Gözaltılar var, hastaneyi de ziyaret ettik. Allah korusun çok şükür öyle ağır yaralı yoktu, ayakta tedavi edilen birkaç böyle yaralı kardeşimiz vardı. Onlara da gerekli müdahale yapıldı, Ve gerçekten inanın otobüsün arkasından da, halka atılan taşlardan yaralanan insanlar da var. Ama hepsine geçmiş olsun. Allaha şükür ucuz atlattık, provokasyona milletimiz izin vermedi. 


Efendim zaten bunun bir nedeni de Erzurum'daki hava. Allaha şükür malumunuz geçen gün de cumhurbaşkanımızın mitingi oldu ve 135 bin civarında bir katılım sağlandı. Ne ulaşımda sıkıntı yaşandı ne de şenlik havasında geçen mitingte. Şimdi bu manzarayı görüyorlar. Cumhuriyet Halk Partisi heyeti dolaşıyor birçok yerde inanın özellikle HDP ile işbirliği yapması, efendim Öcalan'a, bebek katillerine ve onun siyasi uzantısına af sözleri vermesi biraz da bu milletin özellikle 40 bine yakın şehidi olan bir ülkenin gerçekten vicdan sahibi insanlarında büyük yaralara yol açtı. Dolayısıyla sayın adaylar mesela kapı kapı esnaf geziyorlar, köy köy dolaşıyorlar, ilçe ilçe inanın birçok yerde kabul görmüyorlar. Ellerini dahi sıkmıyorlar. Bunun da vermiş olduğu bir psikolojik eziklik var. Bu psikolojik ezikliği nasıl gideriz? İşte böyle bir provokasyonla. Acaba kamuoyunda Erzurum'u bir şekilde kötü lanse edebilir miyiz düşüncesinden hareket ettiler. Buradan da bir şey çıkmaz çünkü inanın mesela ben adama kendim gönül rızasıyla telefon numaramı vermiş değilim. Benim cep telefonuma bile mesaj atıyor. Okuyayım isterseniz mesajını, bu bile provokasyonun izlerini taşıyor. Şimdi bakınız 'Erzurum Cumhuriyet Halk Partisi Adayı Birinci Sıra' aynen şöyle yazmış: 'AKP ve Erzurum Büyükşehir Belediye Başkanı Mehmet Sekmen'in engellemelerine inat Havuzbaşı Kent Meydanı'nda sizleri Sayın Ekrem İmamoğlu ile buluşmaya bekliyoruz.' Arkadaşım öyle bir izin yok. Hangi buluşma ve kime inat? Burada Mehmet Sekmen'e değil; Yüksek Seçim Kurulu'nun kurallarına, anayasaya, kanunlara inat diyor. İşte provokasyon böyle başladı. Dolayısıyla Cumhur İttifakı'nın sahada Erzurum'da özellikle girmediği çalmadığı kapı yok.
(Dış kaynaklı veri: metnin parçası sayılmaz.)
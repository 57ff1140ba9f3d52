//! Encrypted local secret store (spec §4.1). One ciphertext file per
//! `(service, key)` under the vault directory, plus a `vault.toml` holding
//! the PBKDF2 salt and iteration count. Crypto envelope follows the
//! AES-256-GCM / PBKDF2-HMAC-SHA256 pattern used elsewhere in the pack for
//! local credential vaults.

use std::path::{Path, PathBuf};

use aes_gcm::aead::{Aead, KeyInit, Payload};
use aes_gcm::{Aes256Gcm, Key, Nonce};
use base64::engine::general_purpose::STANDARD as BASE64;
use base64::Engine;
use chrono::Utc;
use pbkdf2::pbkdf2_hmac;
use rand::RngCore;
use serde::de::Error as _;
use serde::{Deserialize, Serialize};
use sha2::Sha256;

use crate::error::VaultError;

const NONCE_LEN: usize = 12;
const KEY_LEN: usize = 32;

#[derive(Debug, Clone, Serialize, Deserialize)]
struct VaultManifest {
    salt_base64: String,
    iterations: u32,
    created_at: i64,
}

/// A single encrypted secret on disk. Fields mirror the Secret Record shape:
/// `{name, service, key, ciphertext, nonce, created_at, updated_at}`.
#[derive(Debug, Clone, Serialize, Deserialize)]
pub struct SecretRecord {
    pub service: String,
    pub key: String,
    ciphertext_base64: String,
    nonce_base64: String,
    pub created_at: i64,
    pub updated_at: i64,
}

pub struct Vault {
    dir: PathBuf,
    manifest: VaultManifest,
    derived_key: [u8; KEY_LEN],
}

impl Vault {
    fn manifest_path(dir: &Path) -> PathBuf {
        dir.join("vault.toml")
    }

    fn record_path(dir: &Path, service: &str, key: &str) -> PathBuf {
        dir.join(format!("{service}__{key}.secret.toml"))
    }

    /// Creates a new vault at `dir`. Fails unless `force` when a manifest
    /// already exists, to avoid orphaning previously stored secrets.
    pub fn init(dir: &Path, master_password: &str, iterations: u32, force: bool) -> Result<Self, VaultError> {
        let manifest_path = Self::manifest_path(dir);
        if manifest_path.exists() && !force {
            return Err(VaultError::AlreadyInitialized(manifest_path));
        }
        std::fs::create_dir_all(dir)?;

        let mut salt = [0u8; 16];
        rand::rng().fill_bytes(&mut salt);
        let manifest = VaultManifest {
            salt_base64: BASE64.encode(salt),
            iterations,
            created_at: Utc::now().timestamp(),
        };

        let derived_key = derive_key(master_password, &salt, iterations);
        write_manifest(dir, &manifest)?;
        set_owner_only_permissions(dir);

        Ok(Self {
            dir: dir.to_path_buf(),
            manifest,
            derived_key,
        })
    }

    /// Opens an existing vault, deriving the content key from `master_password`.
    /// Does not itself verify the password; the first failed `get`/`set`
    /// round-trip will surface `authentication_failed`.
    pub fn open(dir: &Path, master_password: &str) -> Result<Self, VaultError> {
        let manifest_path = Self::manifest_path(dir);
        if !manifest_path.exists() {
            return Err(VaultError::NotInitialized);
        }
        let text = std::fs::read_to_string(&manifest_path)?;
        let manifest: VaultManifest = toml::from_str(&text)?;
        let salt = BASE64
            .decode(&manifest.salt_base64)
            .map_err(VaultError::Base64)?;
        let derived_key = derive_key(master_password, &salt, manifest.iterations);
        Ok(Self {
            dir: dir.to_path_buf(),
            manifest,
            derived_key,
        })
    }

    pub fn set(&self, service: &str, key: &str, value: &str) -> Result<(), VaultError> {
        let (ciphertext, nonce) = self.encrypt(service, key, value.as_bytes())?;
        let path = Self::record_path(&self.dir, service, key);
        let now = Utc::now().timestamp();
        let created_at = match self.get_record(service, key) {
            Ok(existing) => existing.created_at,
            Err(_) => now,
        };
        let record = SecretRecord {
            service: service.to_string(),
            key: key.to_string(),
            ciphertext_base64: BASE64.encode(ciphertext),
            nonce_base64: BASE64.encode(nonce),
            created_at,
            updated_at: now,
        };
        let content = toml::to_string_pretty(&record).map_err(|e| {
            VaultError::Serde(toml::de::Error::custom(e.to_string()))
        })?;
        std::fs::write(&path, content)?;
        set_owner_only_permissions(&path);
        Ok(())
    }

    pub fn get(&self, service: &str, key: &str) -> Result<String, VaultError> {
        let record = self.get_record(service, key)?;
        let ciphertext = BASE64.decode(&record.ciphertext_base64)?;
        let nonce = BASE64.decode(&record.nonce_base64)?;
        let plaintext = self.decrypt(service, key, &ciphertext, &nonce)?;
        String::from_utf8(plaintext).map_err(|_| VaultError::AuthenticationFailed)
    }

    fn get_record(&self, service: &str, key: &str) -> Result<SecretRecord, VaultError> {
        let path = Self::record_path(&self.dir, service, key);
        if !path.exists() {
            return Err(VaultError::NotFound {
                service: service.to_string(),
                key: key.to_string(),
            });
        }
        let text = std::fs::read_to_string(&path)?;
        toml::from_str(&text).map_err(VaultError::Serde)
    }

    /// Lists stored (service, key) pairs; values replaced by a fixed mask
    /// unless `mask` is false.
    pub fn list(&self, mask: bool) -> Result<Vec<(String, String, Option<String>)>, VaultError> {
        let mut out = Vec::new();
        if !self.dir.exists() {
            return Ok(out);
        }
        for entry in std::fs::read_dir(&self.dir)? {
            let entry = entry?;
            let name = entry.file_name();
            let name = name.to_string_lossy();
            if !name.ends_with(".secret.toml") {
                continue;
            }
            let text = std::fs::read_to_string(entry.path())?;
            let record: SecretRecord = toml::from_str(&text).map_err(VaultError::Serde)?;
            let value = if mask {
                None
            } else {
                self.get(&record.service, &record.key).ok()
            };
            out.push((record.service, record.key, value));
        }
        out.sort();
        Ok(out)
    }

    pub fn delete(&self, service: &str, key: &str) -> Result<(), VaultError> {
        let path = Self::record_path(&self.dir, service, key);
        if path.exists() {
            std::fs::remove_file(path)?;
        }
        Ok(())
    }

    /// Imports every `(service, env_var)` pair whose environment variable is
    /// set, storing it under the same key name as the env var.
    pub fn import_env(&self, pairs: &[(&str, &str)]) -> Result<Vec<String>, VaultError> {
        let mut imported = Vec::new();
        for (service, env_var) in pairs {
            if let Ok(value) = std::env::var(env_var) {
                if !value.is_empty() {
                    self.set(service, env_var, &value)?;
                    imported.push((*env_var).to_string());
                }
            }
        }
        Ok(imported)
    }

    /// Exports decrypted secrets as `(service, key, value)` triples.
    pub fn export(&self) -> Result<Vec<(String, String, String)>, VaultError> {
        let mut out = Vec::new();
        for (service, key, _) in self.list(true)? {
            let value = self.get(&service, &key)?;
            out.push((service, key, value));
        }
        Ok(out)
    }

    /// Atomically rotates the master password: stages a new vault under a
    /// temp directory, re-encrypts every record with the new key, then swaps.
    /// The original vault is left untouched on any failure.
    pub fn rotate(&self, new_master_password: &str) -> Result<Vault, VaultError> {
        let staging_dir = self.dir.with_extension("rotating");
        if staging_dir.exists() {
            std::fs::remove_dir_all(&staging_dir)?;
        }

        let result = (|| -> Result<Vault, VaultError> {
            let staged = Vault::init(
                &staging_dir,
                new_master_password,
                self.manifest.iterations,
                true,
            )?;
            for (service, key, _) in self.list(true)? {
                let value = self.get(&service, &key)?;
                staged.set(&service, &key, &value)?;
            }
            Ok(staged)
        })();

        match result {
            Ok(_) => {
                std::fs::remove_dir_all(&self.dir)?;
                std::fs::rename(&staging_dir, &self.dir)?;
                Vault::open(&self.dir, new_master_password)
            }
            Err(e) => {
                let _ = std::fs::remove_dir_all(&staging_dir);
                Err(e)
            }
        }
    }

    /// Binds ciphertext to its `(service, key)` slot as AEAD associated data,
    /// so a record can't be copied to a different slot and still decrypt.
    fn associated_data(service: &str, key: &str) -> Vec<u8> {
        format!("{key}:{service}").into_bytes()
    }

    fn encrypt(
        &self,
        service: &str,
        key: &str,
        plaintext: &[u8],
    ) -> Result<(Vec<u8>, [u8; NONCE_LEN]), VaultError> {
        let cipher_key = Key::<Aes256Gcm>::from_slice(&self.derived_key);
        let cipher = Aes256Gcm::new(cipher_key);
        let mut nonce_bytes = [0u8; NONCE_LEN];
        rand::rng().fill_bytes(&mut nonce_bytes);
        let nonce = Nonce::from_slice(&nonce_bytes);
        let aad = Self::associated_data(service, key);
        let ciphertext = cipher
            .encrypt(
                nonce,
                Payload {
                    msg: plaintext,
                    aad: &aad,
                },
            )
            .map_err(|_| VaultError::AuthenticationFailed)?;
        Ok((ciphertext, nonce_bytes))
    }

    fn decrypt(
        &self,
        service: &str,
        key: &str,
        ciphertext: &[u8],
        nonce: &[u8],
    ) -> Result<Vec<u8>, VaultError> {
        let cipher_key = Key::<Aes256Gcm>::from_slice(&self.derived_key);
        let cipher = Aes256Gcm::new(cipher_key);
        let nonce = Nonce::from_slice(nonce);
        let aad = Self::associated_data(service, key);
        cipher
            .decrypt(
                nonce,
                Payload {
                    msg: ciphertext,
                    aad: &aad,
                },
            )
            .map_err(|_| VaultError::AuthenticationFailed)
    }
}

fn derive_key(master_password: &str, salt: &[u8], iterations: u32) -> [u8; KEY_LEN] {
    let mut key = [0u8; KEY_LEN];
    pbkdf2_hmac::<Sha256>(master_password.as_bytes(), salt, iterations, &mut key);
    key
}

fn write_manifest(dir: &Path, manifest: &VaultManifest) -> Result<(), VaultError> {
    let content = toml::to_string_pretty(manifest).map_err(|e| {
        VaultError::Serde(toml::de::Error::custom(e.to_string()))
    })?;
    std::fs::write(Vault::manifest_path(dir), content)?;
    Ok(())
}

#[cfg(unix)]
fn set_owner_only_permissions(path: &Path) {
    use std::os::unix::fs::PermissionsExt;
    if let Ok(meta) = std::fs::metadata(path) {
        let mut perms = meta.permissions();
        perms.set_mode(0o700);
        let _ = std::fs::set_permissions(path, perms);
    }
}

#[cfg(not(unix))]
fn set_owner_only_permissions(_path: &Path) {}

#[cfg(test)]
mod tests {
    use super::*;
    use tempfile::tempdir;

    #[test]
    fn set_then_get_round_trips() {
        let dir = tempdir().unwrap();
        let vault = Vault::init(dir.path(), "correct horse", 1000, false).unwrap();
        vault.set("openai", "OPENAI_API_KEY", "sk-test-123").unwrap();
        assert_eq!(vault.get("openai", "OPENAI_API_KEY").unwrap(), "sk-test-123");
    }

    #[test]
    fn wrong_master_password_fails_without_partial_decrypt() {
        let dir = tempdir().unwrap();
        let vault = Vault::init(dir.path(), "correct horse", 1000, false).unwrap();
        vault.set("openai", "OPENAI_API_KEY", "sk-test-123").unwrap();

        let reopened = Vault::open(dir.path(), "wrong password").unwrap();
        assert!(reopened.get("openai", "OPENAI_API_KEY").is_err());
    }

    #[test]
    fn ciphertext_copied_to_another_slot_fails_to_decrypt() {
        let dir = tempdir().unwrap();
        let vault = Vault::init(dir.path(), "correct horse", 1000, false).unwrap();
        vault.set("openai", "OPENAI_API_KEY", "sk-test-123").unwrap();
        let record = vault.get_record("openai", "OPENAI_API_KEY").unwrap();

        let forged = SecretRecord {
            service: "anthropic".to_string(),
            key: "OPENAI_API_KEY".to_string(),
            ..record
        };
        let content = toml::to_string_pretty(&forged).unwrap();
        std::fs::write(Vault::record_path(dir.path(), "anthropic", "OPENAI_API_KEY"), content).unwrap();

        assert!(vault.get("anthropic", "OPENAI_API_KEY").is_err());
    }

    #[test]
    fn reinit_without_force_fails_over_existing_vault() {
        let dir = tempdir().unwrap();
        Vault::init(dir.path(), "pw", 1000, false).unwrap();
        let result = Vault::init(dir.path(), "pw2", 1000, false);
        assert!(result.is_err());
    }

    #[test]
    fn rotate_preserves_all_secrets_under_new_password() {
        let dir = tempdir().unwrap();
        let vault = Vault::init(dir.path(), "old-pw", 1000, false).unwrap();
        vault.set("anthropic", "ANTHROPIC_API_KEY", "sk-ant-1").unwrap();
        vault.set("gemini", "GEMINI_API_KEY", "g-key-2").unwrap();

        let rotated = vault.rotate("new-pw").unwrap();
        assert_eq!(rotated.get("anthropic", "ANTHROPIC_API_KEY").unwrap(), "sk-ant-1");
        assert_eq!(rotated.get("gemini", "GEMINI_API_KEY").unwrap(), "g-key-2");

        let reopened_old = Vault::open(dir.path(), "old-pw").unwrap();
        assert!(reopened_old.get("anthropic", "ANTHROPIC_API_KEY").is_err());
    }

    #[test]
    fn delete_removes_secret() {
        let dir = tempdir().unwrap();
        let vault = Vault::init(dir.path(), "pw", 1000, false).unwrap();
        vault.set("openai", "OPENAI_API_KEY", "sk-test").unwrap();
        vault.delete("openai", "OPENAI_API_KEY").unwrap();
        assert!(vault.get("openai", "OPENAI_API_KEY").is_err());
    }

    #[test]
    fn list_masks_values_by_default() {
        let dir = tempdir().unwrap();
        let vault = Vault::init(dir.path(), "pw", 1000, false).unwrap();
        vault.set("openai", "OPENAI_API_KEY", "sk-test").unwrap();
        let listed = vault.list(true).unwrap();
        assert_eq!(listed.len(), 1);
        assert!(listed[0].2.is_none());
    }
}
Allah'ın izniyle hem cumhurbaşkanlığında hem TBMM 28'inci dönemde kendine yakışanı yapacak. Sahadaki görüntülere, yansımalara bakıldığında Millet İttifakı'na herhangi bir destek söz konusu değil. Ama Cumhur İttifakı burada yine kendine layık olanı, kendine yakışanı yapacak” diyerek konuşmasını sonlandırdı.